I am preparing a 2 h introduction workshop with kids aged from 8 to 12, and I am looking for some feedback and interesting idea on what content to put at the agenda of this first 3d printing session.

here is what I was thinking of:
-a quick introduction to manufacturing usage, saying that things don't always have to be bought and can also be made, and that it can be fun to do that,
-a first manipulation to the basic tooling of the software I am using,
-a first case with a prepared Minecraft figurine (will this interest girls ??). I think that with such a use case, kids will see that they can make something fun easily. At the end I want to provide them with a standard figurine I will have printed for each of them,

Then I hesitate between :
-a second use case, rather useful, and so also targeting parents to show them the Interest : a pencil case, a jewels box for girls,
-a free design session, I am scared it leads to a mess..

maybe be I can also do both.

is it how you usually process ?
Do you think it is doable in terms of time ? 
do you think the use cases are well selected in terms of attractivity for kids this age ?

thks for your feedback!

jean-marie

----------


## iDig3Dprinting

I think your problem is time. It will depend on your resources, how many computers and how many printers and what software you were intending to use. Minecraft is of course a good bet for interest but I do not know the sex ratio of users. 

There are some interesting tools out there. For 3D modeling there is an online sculpting portal or though we have never tried to produce a model from it.

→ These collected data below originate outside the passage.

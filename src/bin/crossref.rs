use std::path::PathBuf;

use anyhow::{bail, Result};
use clap::Parser;
use indicatif::ProgressBar;
use tracing::info;
use tracing_subscriber::{layer::SubscriberExt, util::SubscriberInitExt};

use coursedump::crossref::{
    collect_instance_matches, download_missing, filter_archives, index_spreadsheets,
    join_matches, load_instance_matches, save_instance_matches, write_report,
};
use coursedump::store::{RemoteStore, S3Store};

#[derive(Parser)]
/// Cross-references spreadsheet submission exports against the archived
/// assessment instance logs in the upload folder, writing a JSON report that
/// maps each spreadsheet group to its assessment instance.
struct Args {
    /// AWS shared-credentials file for the archive store
    #[arg(long)]
    credentials: PathBuf,

    /// Folder holding the archives: bucket or bucket/prefix
    #[arg(long)]
    folder: String,

    /// Local cache of downloaded archives
    #[arg(long, default_value = "data")]
    data_dir: PathBuf,

    /// Directory containing the spreadsheet CSV exports
    #[arg(long)]
    submissions_dir: PathBuf,

    /// Where the final report is written
    #[arg(long, default_value = "result.json")]
    result_path: PathBuf,

    /// Where the instance-submission resume file is saved
    #[arg(long, default_value = "instance_submission_match.json")]
    save_match_path: PathBuf,

    /// Instance-submission resume file to load, if present
    #[arg(long, default_value = "instance_submission_match.json")]
    load_match_path: PathBuf,

    /// Ignore archives whose starting identifier is below this
    #[arg(long, default_value_t = 1)]
    starting_instance_id: u64,

    /// Overwrite an existing report
    #[arg(long, default_value_t = false)]
    force: bool,
}

#[tokio::main]
async fn main() -> Result<()> {
    tracing_subscriber::registry()
        .with(
            tracing_subscriber::EnvFilter::try_from_default_env()
                .unwrap_or_else(|_| ["crossref=info", "coursedump=info"].join(",").into()),
        )
        .with(tracing_subscriber::fmt::layer())
        .init();

    let args = Args::parse();
    if args.result_path.exists() && !args.force {
        bail!(
            "{} already exists; pass --force to overwrite",
            args.result_path.display()
        );
    }

    let store = S3Store::connect(&args.credentials, &args.folder).await?;

    info!("listing archives in the store");
    let items = store.list().await?;
    let kept = filter_archives(args.starting_instance_id, items);
    info!(archives = kept.len(), "archives selected");

    info!("downloading missing archives");
    let progress = ProgressBar::new(kept.len() as u64);
    let downloaded = download_missing(&store, &kept, &args.data_dir, &progress).await?;
    progress.finish_and_clear();
    info!(downloaded, "archive cache up to date");

    info!("indexing spreadsheet exports");
    let mut index = index_spreadsheets(&args.submissions_dir)?;
    info!(groups = index.len(), "spreadsheet groups indexed");

    info!("extracting instance submissions from archives");
    let existing = load_instance_matches(&args.load_match_path);
    let progress = ProgressBar::new(kept.len() as u64);
    let matches = collect_instance_matches(&args.data_dir, &kept, existing, &progress)?;
    progress.finish_and_clear();
    save_instance_matches(&args.save_match_path, &matches)?;
    info!(instances = matches.len(), "instance submissions collected");

    join_matches(&mut index, &matches);
    write_report(&args.result_path, &index)?;
    info!(report = %args.result_path.display(), "report written");
    Ok(())
}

One thing that we found was 3D printed CO2 cars but this may be slightly advanced. The main thing I would think is for them to see the printer in action so that they can see how it is building up a model and to give them the opportunity to work with a simple 3D modelling suite.

----------


## Jean-Marie

Thank you for your return iDig !

I've found the document on the CO2 cars very interesting as it gathers many subjects and not just 3D printing.

As you said time was a constraint for the workshop - so I built up a 1h30min' workshop with a clear objective : to design and print a Minecraft figurine.

I used 3dSlash software, a free CAD tool that uses cubes of different sizes to introduce 3D modeling and make them design the figurines.

I have tested this case last week with 11 kids (9 girls) and it was a fair success.Kids really had fun and liked it. Without 3d printer I pre-printed the figurines and let them customize them with pens. I also showed a video of a printer running to show them what it was, which they understood fairly well.

For those interested I have made a document with 3dSlash which explains what we did and which provides the files we used in the workshop. You can find it here on slideshare.

Feel free to give feedback on this if you test it. Also if you have any other good ideas of cases and tools for kids, please let me know.

JM

----------


## iDig3Dprinting

I liked you lesson idea, I have posted the link on our social media accounts (the links should be below our name). Looks great, Kids are crazy for minecraft. I liked the 3Dslash portal as well. Looks like a great classroom resource. I think we will include it on our website, maybe on our guide to 3D printing software page.

----------


## truly_bent

- That 3Dslash app looks ideal for kids. In fact it looks like so much fun i downloaded it myself to give it a try. 
- If you had a very small printer running during part of the presentation, it might help the kids to visualize the process. Probably not necessary, but might generate a bit more excitement. The printer wouldn't have to finish the part necessarily.
- You could try to find local printing services, through 3Dhubs, Makexyz, or Sourcemake to help the kids get their models printed after the workshop.

I wish i could offer something more, but it looks from your slideshow that you have the situation well thought out. 

Best of luck.

----------


## Bassna

A cool program/website they could start out with 3D modeling would be www.tinkercad.com

----------


## curious aardvark

juat pint the figure hollow at 0.3 and you'd be surprised just what you can get made in 2 hours :-)

I can knock out  a 2inch highstanford bunny in 20 minutes. 

If they see the model in the presentation actually made, that will have real impact. 

Sounds like a fun lesson :-)

Other things that print real quick include: 
Name based keyrings
customised drinks coasters
stanford bunny (doesn't need supports) 
supermarket trolley tokens -  these are my standard giveaway, I've got it down to about 0.3 pence cost per token. 

basically keep it hollow and low res.

----------